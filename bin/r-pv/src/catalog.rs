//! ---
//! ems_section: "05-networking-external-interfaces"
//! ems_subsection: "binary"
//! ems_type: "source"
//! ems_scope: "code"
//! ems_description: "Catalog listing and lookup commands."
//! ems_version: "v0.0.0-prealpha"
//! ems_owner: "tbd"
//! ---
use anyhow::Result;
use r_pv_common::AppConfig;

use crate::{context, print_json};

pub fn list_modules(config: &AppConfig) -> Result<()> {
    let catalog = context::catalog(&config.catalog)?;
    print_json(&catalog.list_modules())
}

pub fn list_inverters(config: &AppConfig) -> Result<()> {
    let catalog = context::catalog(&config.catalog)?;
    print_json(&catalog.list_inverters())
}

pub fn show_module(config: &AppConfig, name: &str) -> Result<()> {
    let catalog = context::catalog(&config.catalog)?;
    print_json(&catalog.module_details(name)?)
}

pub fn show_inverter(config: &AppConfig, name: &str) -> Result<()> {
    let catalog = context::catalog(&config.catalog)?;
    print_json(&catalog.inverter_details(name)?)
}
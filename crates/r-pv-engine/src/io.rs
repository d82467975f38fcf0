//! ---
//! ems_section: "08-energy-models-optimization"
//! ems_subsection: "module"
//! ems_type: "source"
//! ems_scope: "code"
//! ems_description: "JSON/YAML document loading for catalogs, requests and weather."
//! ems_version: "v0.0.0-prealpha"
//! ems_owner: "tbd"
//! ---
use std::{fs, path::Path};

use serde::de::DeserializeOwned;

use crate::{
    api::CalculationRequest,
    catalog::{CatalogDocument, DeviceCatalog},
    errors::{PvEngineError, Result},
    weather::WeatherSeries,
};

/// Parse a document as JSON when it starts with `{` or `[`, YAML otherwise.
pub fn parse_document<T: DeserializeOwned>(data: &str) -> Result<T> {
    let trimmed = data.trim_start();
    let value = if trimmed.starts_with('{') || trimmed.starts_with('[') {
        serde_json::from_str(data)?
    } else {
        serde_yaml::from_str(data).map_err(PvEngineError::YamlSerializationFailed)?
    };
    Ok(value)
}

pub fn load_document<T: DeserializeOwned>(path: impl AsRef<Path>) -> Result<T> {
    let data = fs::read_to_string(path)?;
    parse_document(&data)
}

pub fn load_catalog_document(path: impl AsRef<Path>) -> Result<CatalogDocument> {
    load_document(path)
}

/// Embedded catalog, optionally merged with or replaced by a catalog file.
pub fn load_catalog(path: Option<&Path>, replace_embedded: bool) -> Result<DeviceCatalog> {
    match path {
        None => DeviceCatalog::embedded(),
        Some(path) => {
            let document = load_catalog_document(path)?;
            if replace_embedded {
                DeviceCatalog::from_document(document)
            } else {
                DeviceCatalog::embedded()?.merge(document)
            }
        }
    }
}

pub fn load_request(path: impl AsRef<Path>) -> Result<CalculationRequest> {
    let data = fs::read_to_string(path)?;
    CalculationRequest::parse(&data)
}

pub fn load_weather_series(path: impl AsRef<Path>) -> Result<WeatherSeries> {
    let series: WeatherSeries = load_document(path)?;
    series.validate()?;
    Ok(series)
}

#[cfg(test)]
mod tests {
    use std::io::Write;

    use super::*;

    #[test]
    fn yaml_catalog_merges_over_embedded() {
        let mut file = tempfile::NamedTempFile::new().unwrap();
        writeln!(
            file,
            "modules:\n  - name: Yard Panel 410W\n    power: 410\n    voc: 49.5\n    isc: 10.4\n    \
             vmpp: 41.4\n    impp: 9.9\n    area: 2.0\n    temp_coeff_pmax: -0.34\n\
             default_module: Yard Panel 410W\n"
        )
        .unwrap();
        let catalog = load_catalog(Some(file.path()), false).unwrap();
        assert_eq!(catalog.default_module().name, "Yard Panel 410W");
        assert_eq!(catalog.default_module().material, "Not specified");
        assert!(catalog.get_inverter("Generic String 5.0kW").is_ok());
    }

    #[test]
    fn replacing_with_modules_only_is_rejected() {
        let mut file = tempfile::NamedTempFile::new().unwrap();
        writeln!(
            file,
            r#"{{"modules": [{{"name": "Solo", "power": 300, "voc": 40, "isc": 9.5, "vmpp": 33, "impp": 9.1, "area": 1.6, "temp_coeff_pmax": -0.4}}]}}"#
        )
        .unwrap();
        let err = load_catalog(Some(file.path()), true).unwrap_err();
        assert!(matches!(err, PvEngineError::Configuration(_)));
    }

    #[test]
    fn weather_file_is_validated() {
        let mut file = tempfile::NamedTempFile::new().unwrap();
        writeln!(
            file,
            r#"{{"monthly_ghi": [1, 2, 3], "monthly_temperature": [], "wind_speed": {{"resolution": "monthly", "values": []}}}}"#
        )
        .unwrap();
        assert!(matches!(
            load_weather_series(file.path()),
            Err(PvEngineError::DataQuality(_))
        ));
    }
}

> **Task instructions**: Within the data above, how many lines contain "impp"? Respond with the tally alone.

> **Exercise response**: 2